The input =
★ ★ ★

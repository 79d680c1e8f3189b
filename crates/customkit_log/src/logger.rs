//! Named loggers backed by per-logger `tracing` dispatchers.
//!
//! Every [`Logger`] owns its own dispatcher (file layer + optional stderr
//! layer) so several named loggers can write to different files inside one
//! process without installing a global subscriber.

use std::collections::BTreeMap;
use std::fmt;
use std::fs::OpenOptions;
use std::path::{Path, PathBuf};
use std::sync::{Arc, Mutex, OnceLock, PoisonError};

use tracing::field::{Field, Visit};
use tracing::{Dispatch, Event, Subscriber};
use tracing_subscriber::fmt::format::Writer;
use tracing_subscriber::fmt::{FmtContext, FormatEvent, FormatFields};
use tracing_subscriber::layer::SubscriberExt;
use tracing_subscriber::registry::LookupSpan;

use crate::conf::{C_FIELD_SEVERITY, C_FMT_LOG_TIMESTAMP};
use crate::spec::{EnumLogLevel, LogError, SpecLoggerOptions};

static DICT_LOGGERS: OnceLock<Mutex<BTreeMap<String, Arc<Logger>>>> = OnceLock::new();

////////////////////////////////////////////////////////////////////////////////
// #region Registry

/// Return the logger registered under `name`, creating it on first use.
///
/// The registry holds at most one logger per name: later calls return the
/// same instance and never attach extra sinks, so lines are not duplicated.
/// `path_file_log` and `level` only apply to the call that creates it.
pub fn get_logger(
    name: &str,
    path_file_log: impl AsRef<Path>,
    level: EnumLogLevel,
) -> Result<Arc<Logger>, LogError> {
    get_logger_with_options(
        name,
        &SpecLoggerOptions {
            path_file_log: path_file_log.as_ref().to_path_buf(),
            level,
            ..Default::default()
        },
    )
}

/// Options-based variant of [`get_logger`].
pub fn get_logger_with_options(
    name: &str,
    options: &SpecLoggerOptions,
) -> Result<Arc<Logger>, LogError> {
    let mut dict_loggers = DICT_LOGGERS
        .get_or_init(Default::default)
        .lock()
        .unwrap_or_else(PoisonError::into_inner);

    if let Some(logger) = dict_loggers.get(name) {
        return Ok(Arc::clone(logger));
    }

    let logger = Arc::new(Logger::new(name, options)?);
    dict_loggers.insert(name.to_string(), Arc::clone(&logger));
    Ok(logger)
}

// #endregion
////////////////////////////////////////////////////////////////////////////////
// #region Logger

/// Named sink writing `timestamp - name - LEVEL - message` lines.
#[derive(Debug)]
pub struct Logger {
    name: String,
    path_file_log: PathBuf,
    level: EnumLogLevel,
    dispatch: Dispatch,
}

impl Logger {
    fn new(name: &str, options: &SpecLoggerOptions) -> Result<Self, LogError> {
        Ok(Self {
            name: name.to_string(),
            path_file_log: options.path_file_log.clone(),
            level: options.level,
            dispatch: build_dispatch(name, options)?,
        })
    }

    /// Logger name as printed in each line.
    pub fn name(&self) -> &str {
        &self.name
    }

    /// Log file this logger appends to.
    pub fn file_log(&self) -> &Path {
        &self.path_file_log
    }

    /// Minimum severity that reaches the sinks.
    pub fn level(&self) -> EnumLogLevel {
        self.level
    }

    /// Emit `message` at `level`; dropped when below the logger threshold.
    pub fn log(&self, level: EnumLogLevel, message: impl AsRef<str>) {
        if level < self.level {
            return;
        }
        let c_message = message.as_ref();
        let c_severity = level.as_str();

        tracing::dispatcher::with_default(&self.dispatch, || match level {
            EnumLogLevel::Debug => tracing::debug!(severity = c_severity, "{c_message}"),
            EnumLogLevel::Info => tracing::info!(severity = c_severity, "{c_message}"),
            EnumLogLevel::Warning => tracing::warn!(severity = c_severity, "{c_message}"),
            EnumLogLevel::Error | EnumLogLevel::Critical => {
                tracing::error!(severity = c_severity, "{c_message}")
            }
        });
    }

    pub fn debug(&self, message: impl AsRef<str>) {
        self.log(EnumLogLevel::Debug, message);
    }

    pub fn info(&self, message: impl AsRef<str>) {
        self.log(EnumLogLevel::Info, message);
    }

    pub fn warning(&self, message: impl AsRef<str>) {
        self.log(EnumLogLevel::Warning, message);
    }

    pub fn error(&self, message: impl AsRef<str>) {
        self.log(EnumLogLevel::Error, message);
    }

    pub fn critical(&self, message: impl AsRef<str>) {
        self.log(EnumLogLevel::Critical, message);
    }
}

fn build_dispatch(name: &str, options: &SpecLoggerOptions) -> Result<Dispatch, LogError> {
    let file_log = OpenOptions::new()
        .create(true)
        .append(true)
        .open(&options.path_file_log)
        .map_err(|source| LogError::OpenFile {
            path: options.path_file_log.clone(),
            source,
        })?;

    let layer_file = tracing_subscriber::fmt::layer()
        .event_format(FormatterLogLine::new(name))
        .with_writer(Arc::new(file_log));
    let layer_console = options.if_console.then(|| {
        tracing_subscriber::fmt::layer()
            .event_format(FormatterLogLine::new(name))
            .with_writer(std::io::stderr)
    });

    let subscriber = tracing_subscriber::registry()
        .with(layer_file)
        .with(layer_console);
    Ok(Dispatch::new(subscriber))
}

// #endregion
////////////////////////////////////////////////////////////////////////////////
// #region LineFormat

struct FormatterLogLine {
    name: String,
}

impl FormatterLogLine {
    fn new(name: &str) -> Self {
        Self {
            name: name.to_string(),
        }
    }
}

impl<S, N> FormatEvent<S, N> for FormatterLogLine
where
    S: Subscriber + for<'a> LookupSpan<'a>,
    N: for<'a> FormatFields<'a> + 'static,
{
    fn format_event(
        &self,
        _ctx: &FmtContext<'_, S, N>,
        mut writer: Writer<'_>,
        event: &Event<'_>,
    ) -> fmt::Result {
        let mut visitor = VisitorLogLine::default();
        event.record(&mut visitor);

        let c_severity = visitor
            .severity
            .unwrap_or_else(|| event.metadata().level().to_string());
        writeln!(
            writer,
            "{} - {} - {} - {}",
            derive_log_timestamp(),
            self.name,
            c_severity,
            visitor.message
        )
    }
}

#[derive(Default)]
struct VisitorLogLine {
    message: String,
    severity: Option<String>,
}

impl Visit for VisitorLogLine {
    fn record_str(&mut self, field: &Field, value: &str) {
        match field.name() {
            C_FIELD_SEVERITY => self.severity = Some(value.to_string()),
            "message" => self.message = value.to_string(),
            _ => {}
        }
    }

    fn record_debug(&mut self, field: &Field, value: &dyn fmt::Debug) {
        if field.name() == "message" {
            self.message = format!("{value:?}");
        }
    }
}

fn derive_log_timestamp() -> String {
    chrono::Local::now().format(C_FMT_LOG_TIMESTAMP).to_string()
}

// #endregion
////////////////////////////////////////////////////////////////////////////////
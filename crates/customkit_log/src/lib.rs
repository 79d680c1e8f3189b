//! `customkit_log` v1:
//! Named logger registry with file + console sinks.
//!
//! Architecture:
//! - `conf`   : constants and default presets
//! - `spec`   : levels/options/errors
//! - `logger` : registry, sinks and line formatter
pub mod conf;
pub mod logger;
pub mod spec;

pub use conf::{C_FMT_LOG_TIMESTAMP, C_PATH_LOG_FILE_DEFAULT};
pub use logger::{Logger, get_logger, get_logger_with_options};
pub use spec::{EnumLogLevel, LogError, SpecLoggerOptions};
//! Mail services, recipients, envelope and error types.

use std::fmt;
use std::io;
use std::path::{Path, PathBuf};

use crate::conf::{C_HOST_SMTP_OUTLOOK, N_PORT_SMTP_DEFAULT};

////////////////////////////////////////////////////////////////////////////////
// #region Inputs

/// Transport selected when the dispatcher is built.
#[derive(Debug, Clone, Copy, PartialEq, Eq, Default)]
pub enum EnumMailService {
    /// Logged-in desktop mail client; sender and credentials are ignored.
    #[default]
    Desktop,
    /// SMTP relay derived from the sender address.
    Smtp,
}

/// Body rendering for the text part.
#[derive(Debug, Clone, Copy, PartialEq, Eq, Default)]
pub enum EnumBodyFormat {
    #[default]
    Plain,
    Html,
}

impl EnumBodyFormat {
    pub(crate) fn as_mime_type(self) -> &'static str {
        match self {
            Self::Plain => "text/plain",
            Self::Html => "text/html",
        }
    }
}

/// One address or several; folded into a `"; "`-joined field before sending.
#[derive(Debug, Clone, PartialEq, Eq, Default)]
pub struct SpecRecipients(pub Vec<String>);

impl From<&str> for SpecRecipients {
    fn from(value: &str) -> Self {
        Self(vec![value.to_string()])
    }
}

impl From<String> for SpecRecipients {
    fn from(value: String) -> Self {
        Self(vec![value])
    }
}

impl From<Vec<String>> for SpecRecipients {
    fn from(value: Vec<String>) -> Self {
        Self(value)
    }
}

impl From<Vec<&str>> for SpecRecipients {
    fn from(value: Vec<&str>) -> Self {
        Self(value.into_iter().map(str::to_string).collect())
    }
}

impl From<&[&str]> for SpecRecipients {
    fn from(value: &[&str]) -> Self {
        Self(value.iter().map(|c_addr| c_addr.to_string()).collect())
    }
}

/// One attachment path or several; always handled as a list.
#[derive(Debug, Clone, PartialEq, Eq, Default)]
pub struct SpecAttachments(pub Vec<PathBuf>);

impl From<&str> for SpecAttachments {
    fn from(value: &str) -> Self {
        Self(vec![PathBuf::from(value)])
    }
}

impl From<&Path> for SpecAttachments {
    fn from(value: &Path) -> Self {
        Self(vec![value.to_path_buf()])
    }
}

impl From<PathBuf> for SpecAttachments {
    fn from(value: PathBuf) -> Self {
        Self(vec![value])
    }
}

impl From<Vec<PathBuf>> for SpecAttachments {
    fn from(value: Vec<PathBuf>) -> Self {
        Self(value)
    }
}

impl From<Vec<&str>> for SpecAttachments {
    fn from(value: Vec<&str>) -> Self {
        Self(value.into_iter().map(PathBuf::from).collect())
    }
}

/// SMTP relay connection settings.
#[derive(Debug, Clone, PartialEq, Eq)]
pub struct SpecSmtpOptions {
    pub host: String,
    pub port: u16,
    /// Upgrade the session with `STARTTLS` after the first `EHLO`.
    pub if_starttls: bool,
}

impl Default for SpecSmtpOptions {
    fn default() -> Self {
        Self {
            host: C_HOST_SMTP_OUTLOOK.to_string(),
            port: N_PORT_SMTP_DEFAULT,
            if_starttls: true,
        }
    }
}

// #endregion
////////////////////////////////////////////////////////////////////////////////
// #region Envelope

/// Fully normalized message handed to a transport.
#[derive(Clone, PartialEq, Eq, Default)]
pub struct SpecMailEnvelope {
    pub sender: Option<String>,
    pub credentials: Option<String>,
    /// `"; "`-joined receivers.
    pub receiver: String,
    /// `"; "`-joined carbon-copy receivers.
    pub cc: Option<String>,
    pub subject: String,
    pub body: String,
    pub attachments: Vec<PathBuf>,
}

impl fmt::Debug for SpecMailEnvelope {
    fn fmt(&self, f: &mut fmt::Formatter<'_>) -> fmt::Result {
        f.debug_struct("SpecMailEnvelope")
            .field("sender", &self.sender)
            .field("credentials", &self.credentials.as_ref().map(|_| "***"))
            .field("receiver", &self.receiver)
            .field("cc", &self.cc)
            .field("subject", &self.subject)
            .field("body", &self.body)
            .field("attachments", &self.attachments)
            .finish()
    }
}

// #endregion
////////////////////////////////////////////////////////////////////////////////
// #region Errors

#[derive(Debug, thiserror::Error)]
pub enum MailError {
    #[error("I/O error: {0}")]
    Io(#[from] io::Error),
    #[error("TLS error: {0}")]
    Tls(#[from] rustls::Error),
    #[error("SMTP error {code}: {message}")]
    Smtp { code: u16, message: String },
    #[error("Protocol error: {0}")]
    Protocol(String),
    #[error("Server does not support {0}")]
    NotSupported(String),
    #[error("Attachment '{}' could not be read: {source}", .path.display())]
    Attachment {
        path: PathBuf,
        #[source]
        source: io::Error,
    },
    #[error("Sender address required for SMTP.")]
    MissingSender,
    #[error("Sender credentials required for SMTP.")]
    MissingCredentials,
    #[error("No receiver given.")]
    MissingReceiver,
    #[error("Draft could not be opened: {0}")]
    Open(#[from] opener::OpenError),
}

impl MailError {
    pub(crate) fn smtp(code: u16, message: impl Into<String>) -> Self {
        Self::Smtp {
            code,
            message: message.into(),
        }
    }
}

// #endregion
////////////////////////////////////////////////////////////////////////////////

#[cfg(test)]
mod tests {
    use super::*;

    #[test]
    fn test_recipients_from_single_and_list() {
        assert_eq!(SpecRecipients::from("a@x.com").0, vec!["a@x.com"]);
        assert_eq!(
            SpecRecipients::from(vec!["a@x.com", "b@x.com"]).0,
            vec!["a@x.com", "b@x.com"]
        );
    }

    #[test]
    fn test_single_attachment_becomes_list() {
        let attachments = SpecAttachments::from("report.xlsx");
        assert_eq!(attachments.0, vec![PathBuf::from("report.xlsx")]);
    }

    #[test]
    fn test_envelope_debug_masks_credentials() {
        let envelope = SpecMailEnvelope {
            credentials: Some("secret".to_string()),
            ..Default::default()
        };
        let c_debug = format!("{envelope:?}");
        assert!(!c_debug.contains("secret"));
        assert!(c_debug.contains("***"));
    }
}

★ ★ ★

Directions for this task = If a line in the material contains "SpecMailEnvelope", show it.

Expected output =
pub struct SpecMailEnvelope {
impl fmt::Debug for SpecMailEnvelope {
        f.debug_struct("SpecMailEnvelope")
        let envelope = SpecMailEnvelope {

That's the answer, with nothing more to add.